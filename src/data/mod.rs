//! Read-only kinds
//!
//! Data sources read in lookup mode: a missing parent object is an error,
//! never an empty result.

pub mod current_user;
pub mod group_variables;
pub mod milestones;
//! External cancellation signal

use crate::error::{Error, Result};
use std::fmt;
use std::sync::Arc;
use std::sync::atomic::{AtomicBool, Ordering};

/// Cloneable cancellation flag shared between a caller and in-flight calls.
#[derive(Debug, Clone, Default)]
pub struct CancelToken {
    cancelled: Arc<AtomicBool>,
}

impl CancelToken {
    /// Create a token that has not fired.
    pub fn new() -> Self {
        Self::default()
    }

    /// Fire the signal. All clones observe it.
    pub fn cancel(&self) {
        self.cancelled.store(true, Ordering::SeqCst);
    }

    /// Whether the signal has fired.
    #[must_use]
    pub fn is_cancelled(&self) -> bool {
        self.cancelled.load(Ordering::SeqCst)
    }

    /// Fail with `Cancelled` if the signal has fired.
    pub fn check(&self, operation: impl fmt::Display) -> Result<()> {
        if self.is_cancelled() {
            return Err(Error::Cancelled {
                operation: operation.to_string(),
            });
        }
        Ok(())
    }
}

----

WHAT THIS TASK INVOLVES
Return all the data exactly as given.

RESULT
filename src/data/mod.rs
//! Read-only kinds
//!
//! Data sources read in lookup mode: a missing parent object is an error,
//! never an empty result.

pub mod current_user;
pub mod group_variables;
pub mod milestones;
//! External cancellation signal

use crate::error::{Error, Result};
use std::fmt;
use std::sync::Arc;
use std::sync::atomic::{AtomicBool, Ordering};

/// Cloneable cancellation flag shared between a caller and in-flight calls.
#[derive(Debug, Clone, Default)]
pub struct CancelToken {
    cancelled: Arc<AtomicBool>,
}

impl CancelToken {
    /// Create a token that has not fired.
    pub fn new() -> Self {
        Self::default()
    }

    /// Fire the signal. All clones observe it.
    pub fn cancel(&self) {
        self.cancelled.store(true, Ordering::SeqCst);
    }

    /// Whether the signal has fired.
    #[must_use]
    pub fn is_cancelled(&self) -> bool {
        self.cancelled.load(Ordering::SeqCst)
    }

    /// Fail with `Cancelled` if the signal has fired.
    pub fn check(&self, operation: impl fmt::Display) -> Result<()> {
        if self.is_cancelled() {
            return Err(Error::Cancelled {
                operation: operation.to_string(),
            });
        }
        Ok(())
    }
}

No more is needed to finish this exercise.